In May 2011, for example, when officials at the Bureau of Educational and Cultural Affairs conducted a web chat with foreign media to announce the rollout of a new J-1 website, one official said it was part of an effort “to be customer centric and user friendly.”15 This is consistent with State’s administration of SWT, which has demonstrated a preoccupation with foreign relations and an indifference to domestic concerns.
Now Stanley Colvin has been replaced by Rick Ruth. A former Foreign Service officer, Ruth has a reputation as a problem solver and a consensus builder.
But he appears to be operating in a culture of excessive rigidity and caution at the Bureau of Educational and Cultural Affairs. He finally agreed to an interview for this report only after repeated requests had been ignored and only on the condition that his comments not be published until they were reviewed and cleared at State. As a result, a significant Ruth comment about the effects of SWT was deleted from the record.
Nevertheless, as the accompanying transcript of the interview shows, Ruth made many substantive comments for the record. For instance, he said he is concerned about the program’s potential impacts on American workers. He said his challenge is to balance that concern with the value of having future leaders of foreign countries experience life in the United States. “How do we balance that?” he said. “That is one of the hard questions; I am telling you there is now a commitment to do that.”
Responding to the interviewer’s observation that Colvin was widely regarded as a laissez-faire manager, Ruth said flatly, “I am not a laissez-faire guy.”
In response to follow up questions submitted in writing, his office made these points:
“We are moving forward with a new rulemaking that will capture the 2012 summer season. As part of this new rulemaking, we will:
  • Retain and expand the list of prohibited employment categories, including jobs that isolate Summer Work Travel participants from contact with Americans and work that is inappropriate for a cultural exchange.
  • Strengthen the sponsors’ requirements for verifying job placements to ensure there are appropriate jobs for the students.
  • Strengthen the cultural aspects of the program to ensure that the objective of the program – positive exposure to the United States – is accomplished.
  • Require that an independent management audit be provided annually to the Department.”
Visa Diplomacy Trumps Concern for American Workers
In the 1980s, when the Summer Work Travel program was administered by the United States Information Agency, its regulations implicitly acknowledged that the infusion of young foreigners into local job markets could have an adverse effect on local job-seekers.
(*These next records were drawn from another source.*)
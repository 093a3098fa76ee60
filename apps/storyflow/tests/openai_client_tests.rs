//! Tests of the OpenAI-compatible backend against a local upstream.
//!
//! The upstream is a small axum app bound to an ephemeral port. Its
//! streamed answer splits SSE lines across body chunks.

#![allow(clippy::unwrap_used, clippy::panic)]

use axum::{
    Json, Router,
    body::Body,
    http::{HeaderMap, StatusCode, header},
    response::{IntoResponse, Response},
    routing::{get, post},
};
use bytes::Bytes;
use futures::StreamExt;
use serde_json::{Value, json};
use std::time::Duration;
use storyflow::generation::{
    Generator, GeneratorFactory, HttpGeneratorFactory, OpenAiGenerator,
};
use storyflow_core::{GenerationParams, NewSettings, SecretBox, Store, StoryflowError};

// =============================================================================
// LOCAL UPSTREAM
// =============================================================================

const GOOD_KEY: &str = "good-key";
const SLOW_TOKEN_COUNT: usize = 8;
const SLOW_TOKEN_GAP: Duration = Duration::from_millis(300);

fn bearer(headers: &HeaderMap) -> &str {
    headers
        .get(header::AUTHORIZATION)
        .and_then(|v| v.to_str().ok())
        .unwrap_or("none")
}

async fn chat(headers: HeaderMap, Json(body): Json<Value>) -> Response {
    if body["model"] == "broken" {
        return (StatusCode::INTERNAL_SERVER_ERROR, "model exploded").into_response();
    }

    if body["model"] == "slow" {
        return (
            [(header::CONTENT_TYPE, "text/event-stream")],
            Body::from_stream(slow_tokens()),
        )
            .into_response();
    }

    if body["stream"] == true {
        let chunks = vec![
            Bytes::from_static(b"data: {\"choices\":[{\"delta\":{\"role\":\"assistant\"}}]}\n\n"),
            Bytes::from_static(
                b"data: {\"choices\":[{\"delta\":{\"content\":\"Hel\"}}]}\n\ndata: {\"choi",
            ),
            Bytes::from_static(
                b"ces\":[{\"delta\":{\"content\":\"lo\"}}]}\r\n\r\n: keep-alive\n\n",
            ),
            Bytes::from_static(
                b"data: [DONE]\n\ndata: {\"choices\":[{\"delta\":{\"content\":\"late\"}}]}\n\n",
            ),
        ];
        let stream = futures::stream::iter(chunks.into_iter().map(Ok::<_, std::io::Error>));
        return (
            [(header::CONTENT_TYPE, "text/event-stream")],
            Body::from_stream(stream),
        )
            .into_response();
    }

    let prompt = body["messages"][0]["content"].as_str().unwrap_or_default();
    Json(json!({
        "choices": [{
            "message": {
                "role": "assistant",
                "content": format!("{} | {} | {}", prompt, body["max_tokens"], bearer(&headers))
            }
        }]
    }))
    .into_response()
}

/// One token every [`SLOW_TOKEN_GAP`], then `[DONE]`.
fn slow_tokens() -> impl futures::Stream<Item = Result<Bytes, std::io::Error>> {
    futures::stream::unfold(0usize, |sent| async move {
        if sent > SLOW_TOKEN_COUNT {
            return None;
        }
        tokio::time::sleep(SLOW_TOKEN_GAP).await;
        let line = if sent == SLOW_TOKEN_COUNT {
            "data: [DONE]\n\n".to_string()
        } else {
            format!(
                "data: {{\"choices\":[{{\"delta\":{{\"content\":\"t{}\"}}}}]}}\n\n",
                sent
            )
        };
        Some((Ok(Bytes::from(line)), sent + 1))
    })
}

async fn models(headers: HeaderMap) -> StatusCode {
    if bearer(&headers) == format!("Bearer {}", GOOD_KEY) {
        StatusCode::OK
    } else {
        StatusCode::UNAUTHORIZED
    }
}

/// Start the upstream and return its base URL (with a trailing slash).
async fn spawn_upstream() -> String {
    let listener = tokio::net::TcpListener::bind("127.0.0.1:0").await.unwrap();
    let addr = listener.local_addr().unwrap();
    let app = Router::new()
        .route("/v1/chat/completions", post(chat))
        .route("/v1/models", get(models));
    tokio::spawn(async move {
        axum::serve(listener, app).await.unwrap();
    });
    format!("http://{}/v1/", addr)
}

fn params(model: &str) -> GenerationParams {
    GenerationParams {
        model: model.to_string(),
        temperature: 0.7,
        top_p: 1.0,
        max_tokens: 512,
    }
}

fn generator(base_url: &str, api_key: &str) -> OpenAiGenerator {
    OpenAiGenerator::new(
        reqwest::Client::new(),
        base_url,
        "gpt-test",
        api_key.to_string(),
    )
}

// =============================================================================
// TESTS
// =============================================================================

#[tokio::test]
async fn generate_returns_the_first_choice() {
    let base = spawn_upstream().await;

    let text = generator(&base, GOOD_KEY)
        .generate("write a haiku", &params("gpt-test"))
        .await
        .unwrap();

    assert_eq!(text, "write a haiku | 512 | Bearer good-key");
}

#[tokio::test]
async fn empty_key_sends_no_authorization() {
    let base = spawn_upstream().await;

    let text = generator(&base, "")
        .generate("hi", &params("gpt-test"))
        .await
        .unwrap();

    assert!(text.ends_with("| none"));
}

#[tokio::test]
async fn upstream_status_is_reported() {
    let base = spawn_upstream().await;

    let result = generator(&base, GOOD_KEY)
        .generate("hi", &params("broken"))
        .await;

    match result {
        Err(StoryflowError::UpstreamError { status, message }) => {
            assert_eq!(status, Some(500));
            assert!(message.contains("model exploded"));
        }
        other => panic!("expected upstream error, got {:?}", other),
    }
}

#[tokio::test]
async fn stream_reassembles_split_lines_and_stops_at_done() {
    let base = spawn_upstream().await;

    let tokens: Vec<String> = generator(&base, GOOD_KEY)
        .stream_generate("hi", &params("gpt-test"))
        .await
        .unwrap()
        .map(|item| item.unwrap())
        .collect()
        .await;

    assert_eq!(tokens, vec!["Hel", "lo"]);
}

#[tokio::test]
async fn stream_error_status_fails_before_streaming() {
    let base = spawn_upstream().await;

    let result = generator(&base, GOOD_KEY)
        .stream_generate("hi", &params("broken"))
        .await;

    assert!(matches!(
        result,
        Err(StoryflowError::UpstreamError {
            status: Some(500),
            ..
        })
    ));
}

#[tokio::test]
async fn unreachable_endpoint_is_an_upstream_error() {
    // Bind then drop to get a port nothing listens on.
    let listener = tokio::net::TcpListener::bind("127.0.0.1:0").await.unwrap();
    let addr = listener.local_addr().unwrap();
    drop(listener);

    let result = generator(&format!("http://{}/v1", addr), GOOD_KEY)
        .generate("hi", &params("gpt-test"))
        .await;

    assert!(matches!(
        result,
        Err(StoryflowError::UpstreamError { status: None, .. })
    ));
}

#[tokio::test]
async fn connection_test_checks_the_key() {
    let base = spawn_upstream().await;

    let ok = generator(&base, GOOD_KEY).test_connection().await;
    assert!(ok.success);
    assert_eq!(ok.model.as_deref(), Some("gpt-test"));

    let denied = generator(&base, "bad-key").test_connection().await;
    assert!(!denied.success);
    assert!(denied.message.contains("401"));
}

#[tokio::test]
async fn factory_builds_a_generator_from_stored_settings() {
    let base = spawn_upstream().await;
    let secrets = SecretBox::new("factory-test");
    let mut store = Store::open_in_memory().unwrap();
    let settings = store
        .create_settings(
            &NewSettings {
                name: "local".to_string(),
                base_url: base,
                model: "gpt-local".to_string(),
                api_key: GOOD_KEY.to_string(),
                ..NewSettings::default()
            },
            &secrets,
        )
        .unwrap();

    let factory = HttpGeneratorFactory::new(Duration::from_secs(5)).unwrap();
    let check = factory
        .create(&settings, &secrets)
        .unwrap()
        .test_connection()
        .await;

    assert!(check.success, "{}", check.message);
    assert_eq!(check.model.as_deref(), Some("gpt-local"));
}

#[tokio::test]
async fn steady_stream_outlives_the_read_timeout() {
    let base = spawn_upstream().await;
    let secrets = SecretBox::new("factory-test");
    let mut store = Store::open_in_memory().unwrap();
    let settings = store
        .create_settings(
            &NewSettings {
                name: "slow".to_string(),
                base_url: base,
                model: "slow".to_string(),
                ..NewSettings::default()
            },
            &secrets,
        )
        .unwrap();

    // The whole answer takes about 2.7 s, but no gap exceeds 300 ms.
    let factory = HttpGeneratorFactory::new(Duration::from_secs(1)).unwrap();
    let generator = factory.create(&settings, &secrets).unwrap();
    let items: Vec<Result<String, StoryflowError>> = generator
        .stream_generate("hi", &params("slow"))
        .await
        .unwrap()
        .collect()
        .await;

    let tokens: Vec<String> = items.into_iter().map(|item| item.unwrap()).collect();
    assert_eq!(tokens.len(), SLOW_TOKEN_COUNT);
    assert_eq!(tokens.first().map(String::as_str), Some("t0"));
    assert_eq!(tokens.last().map(String::as_str), Some("t7"));
}
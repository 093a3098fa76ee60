//! # Context Assembler
//!
//! Gathers prior-stage outputs into the mapping used to render prompts.
//!
//! The mapping holds `project_name` plus one entry per stage with non-empty
//! content. It includes every populated stage of the project, not just the
//! declared dependencies of the stage being generated; the declared set is
//! only reported (see [`StageContext::required`]).

use crate::prompt::PROJECT_NAME_KEY;
use crate::registry::StageType;
use crate::types::ProjectDetail;
use serde::Serialize;
use std::collections::BTreeMap;

/// Prompt context keyed by stage identifier (and `project_name`).
pub type ContextMap = BTreeMap<String, String>;

/// Build the prompt context of a project.
#[must_use]
pub fn assemble(project: &ProjectDetail) -> ContextMap {
    let mut context = ContextMap::new();
    context.insert(PROJECT_NAME_KEY.to_string(), project.project.name.clone());
    for stage in project.stages.iter().filter(|s| s.has_content()) {
        context.insert(stage.stage_type.as_str().to_string(), stage.content.clone());
    }
    context
}

/// Context of one stage, with its declared requirements.
#[derive(Debug, Clone, PartialEq, Serialize)]
pub struct StageContext {
    pub stage: StageType,
    pub context: ContextMap,
    /// Declared dependencies of the stage.
    pub required: Vec<&'static str>,
    /// Declared dependencies that currently have no content.
    pub missing: Vec<&'static str>,
}

/// Context of `stage` within `project`.
#[must_use]
pub fn stage_context(project: &ProjectDetail, stage: StageType) -> StageContext {
    let context = assemble(project);
    let required = stage.required_context();
    let missing = required
        .iter()
        .copied()
        .filter(|key| !context.contains_key(*key))
        .collect();
    StageContext {
        stage,
        context,
        required,
        missing,
    }
}
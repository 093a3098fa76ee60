//! # Storyflow
//!
//! The service shell around `storyflow-core`: HTTP API, CLI, configuration
//! and the generator backends that talk to OpenAI-compatible endpoints.

pub mod api;
pub mod cli;
pub mod config;
pub mod generation;
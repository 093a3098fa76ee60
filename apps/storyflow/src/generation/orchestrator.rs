//! # Generation Orchestrator
//!
//! Runs one generation against a stage:
//!
//! 1. under the store lock: load the project, resolve settings, pick the
//!    template (custom prompt, else the stored system prompt)
//! 2. without the lock: render the prompt and call the generator
//! 3. under the lock again: persist through `Store::record_generation`
//!
//! Streaming persists exactly once, after the upstream stream ends on its
//! own. A consumer that stops polling leaves the stage untouched.

use super::{Generator, GeneratorFactory, TokenStream};
use futures::StreamExt;
use futures::stream::BoxStream;
use serde::{Deserialize, Serialize};
use std::sync::Arc;
use storyflow_core::primitives::MAX_PROMPT_LENGTH;
use storyflow_core::{
    GenerationParams, GenerationRecord, ProjectId, SecretBox, SettingsId, Stage, StageType,
    StageVersion, Store, StoryflowError, assemble, render,
};
use tokio::sync::Mutex;

// =============================================================================
// REQUEST / OUTCOME
// =============================================================================

/// A request to generate one stage's content.
#[derive(Debug, Clone, Serialize, Deserialize)]
pub struct GenerateRequest {
    pub project_id: ProjectId,
    pub stage_type: StageType,
    /// Settings to use; the default settings when absent.
    #[serde(default)]
    pub settings_id: Option<SettingsId>,
    /// Replaces the stored system prompt for this request only.
    #[serde(default)]
    pub custom_prompt: Option<String>,
    #[serde(default)]
    pub temperature: Option<f64>,
    #[serde(default)]
    pub max_tokens: Option<u32>,
}

impl GenerateRequest {
    pub fn new(project_id: ProjectId, stage_type: StageType) -> Self {
        Self {
            project_id,
            stage_type,
            settings_id: None,
            custom_prompt: None,
            temperature: None,
            max_tokens: None,
        }
    }

    pub fn validate(&self) -> Result<(), StoryflowError> {
        if let Some(prompt) = &self.custom_prompt {
            let len = prompt.chars().count();
            if len > MAX_PROMPT_LENGTH {
                return Err(StoryflowError::ValidationError(format!(
                    "custom prompt length {} exceeds maximum {} characters",
                    len, MAX_PROMPT_LENGTH
                )));
            }
        }
        GenerationParams::validate_overrides(self.temperature, self.max_tokens)
    }

    fn custom_template(&self) -> Option<&str> {
        self.custom_prompt
            .as_deref()
            .filter(|prompt| !prompt.trim().is_empty())
    }
}

/// A persisted generation.
#[derive(Debug, Clone, Serialize, Deserialize)]
pub struct GenerationOutcome {
    pub stage: Stage,
    pub version: StageVersion,
}

/// Items of a streamed generation.
#[derive(Debug, Clone)]
pub enum StreamEvent {
    Token(String),
    /// Emitted once, after the content was persisted.
    Done(Box<GenerationOutcome>),
}

pub type EventStream = BoxStream<'static, Result<StreamEvent, StoryflowError>>;

struct Prepared {
    prompt: String,
    params: GenerationParams,
    generator: Box<dyn Generator>,
}

// =============================================================================
// ORCHESTRATOR
// =============================================================================

/// Coordinates the store, the secrets and the generator backends.
#[derive(Clone)]
pub struct Orchestrator {
    store: Arc<Mutex<Store>>,
    secrets: SecretBox,
    factory: Arc<dyn GeneratorFactory>,
}

impl Orchestrator {
    pub fn new(
        store: Arc<Mutex<Store>>,
        secrets: SecretBox,
        factory: Arc<dyn GeneratorFactory>,
    ) -> Self {
        Self {
            store,
            secrets,
            factory,
        }
    }

    async fn prepare(&self, request: &GenerateRequest) -> Result<Prepared, StoryflowError> {
        request.validate()?;

        let (project, settings, template) = {
            let store = self.store.lock().await;
            let project = store.get_project(request.project_id)?;
            let settings = store.resolve_settings(request.settings_id)?;
            let template = match request.custom_template() {
                Some(custom) => custom.to_string(),
                None => store.get_prompt(request.stage_type)?.content,
            };
            (project, settings, template)
        };

        let prompt = render(&template, &assemble(&project));
        let params = settings
            .base_params()
            .with_overrides(request.temperature, request.max_tokens);
        let generator = self.factory.create(&settings, &self.secrets)?;

        tracing::info!(
            project_id = %request.project_id,
            stage = %request.stage_type,
            settings_id = %settings.id,
            model = %params.model,
            "Starting generation"
        );
        Ok(Prepared {
            prompt,
            params,
            generator,
        })
    }

    async fn persist(
        &self,
        project_id: ProjectId,
        stage_type: StageType,
        params: &GenerationParams,
        content: String,
    ) -> Result<GenerationOutcome, StoryflowError> {
        if content.is_empty() {
            return Err(StoryflowError::upstream(
                None,
                "generator returned empty content",
            ));
        }
        let record = GenerationRecord {
            content,
            model: params.model.clone(),
            params: params.to_metadata(),
        };
        let (stage, version) = self
            .store
            .lock()
            .await
            .record_generation(project_id, stage_type, &record)?;

        tracing::info!(
            project_id = %project_id,
            stage = %stage_type,
            version = version.version_number,
            chars = record.content.chars().count(),
            "Generation persisted"
        );
        Ok(GenerationOutcome { stage, version })
    }

    /// Generate in one piece and persist.
    pub async fn generate(
        &self,
        request: &GenerateRequest,
    ) -> Result<GenerationOutcome, StoryflowError> {
        let prepared = self.prepare(request).await?;
        let content = prepared
            .generator
            .generate(&prepared.prompt, &prepared.params)
            .await?;
        self.persist(
            request.project_id,
            request.stage_type,
            &prepared.params,
            content,
        )
        .await
    }

    /// Generate as a stream of tokens followed by one `Done` event.
    ///
    /// Preparation and the upstream request happen before this returns, so
    /// their failures surface as an `Err` here rather than inside the stream.
    pub async fn stream(&self, request: GenerateRequest) -> Result<EventStream, StoryflowError> {
        let prepared = self.prepare(&request).await?;
        let tokens: TokenStream = prepared
            .generator
            .stream_generate(&prepared.prompt, &prepared.params)
            .await?;
        let params = prepared.params;
        let orchestrator = self.clone();

        let events = async_stream::stream! {
            let mut tokens = tokens;
            let mut content = String::new();
            while let Some(item) = tokens.next().await {
                match item {
                    Ok(token) => {
                        content.push_str(&token);
                        yield Ok(StreamEvent::Token(token));
                    }
                    Err(e) => {
                        tracing::warn!(
                            project_id = %request.project_id,
                            stage = %request.stage_type,
                            error = %e,
                            "Generation stream failed; nothing persisted"
                        );
                        yield Err(e);
                        return;
                    }
                }
            }
            let outcome = orchestrator
                .persist(request.project_id, request.stage_type, &params, content)
                .await;
            yield outcome.map(|o| StreamEvent::Done(Box::new(o)));
        };

        Ok(Box::pin(events))
    }
}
The regulations required that as SWT sponsors prepared SWT participants to come to the U.S., the participants “should be fully briefed on the employment situation in the United States and advised not to seek employment in areas where a high unemployment situation exists.”1
Daniel Costa of the Economic Policy Institute has called that regulation “toothless and unenforceable.”2 Indeed, it was little more than a rule requiring a suggestion. That may explain why it no longer exists now that SWT is administered by the State Department.
And so, in recent years, SWT participants have taken jobs in areas notorious for high unemployment. For example, McDonald’s restaurants in the Washington-Baltimore area have employed hundreds of SWT students, including at least two Russians who in the summer of 2010 worked at the McDonald’s one block from the White House, on 17th Street.
The State Department, whose culture and worldview are shaped by a mission to win friends and influence people in foreign lands, has been oblivious to SWT’s effects at home. Abroad, it has engaged in “visa diplomacy”, touting the J-1 visa as a ticket for college students to work and travel in the U.S.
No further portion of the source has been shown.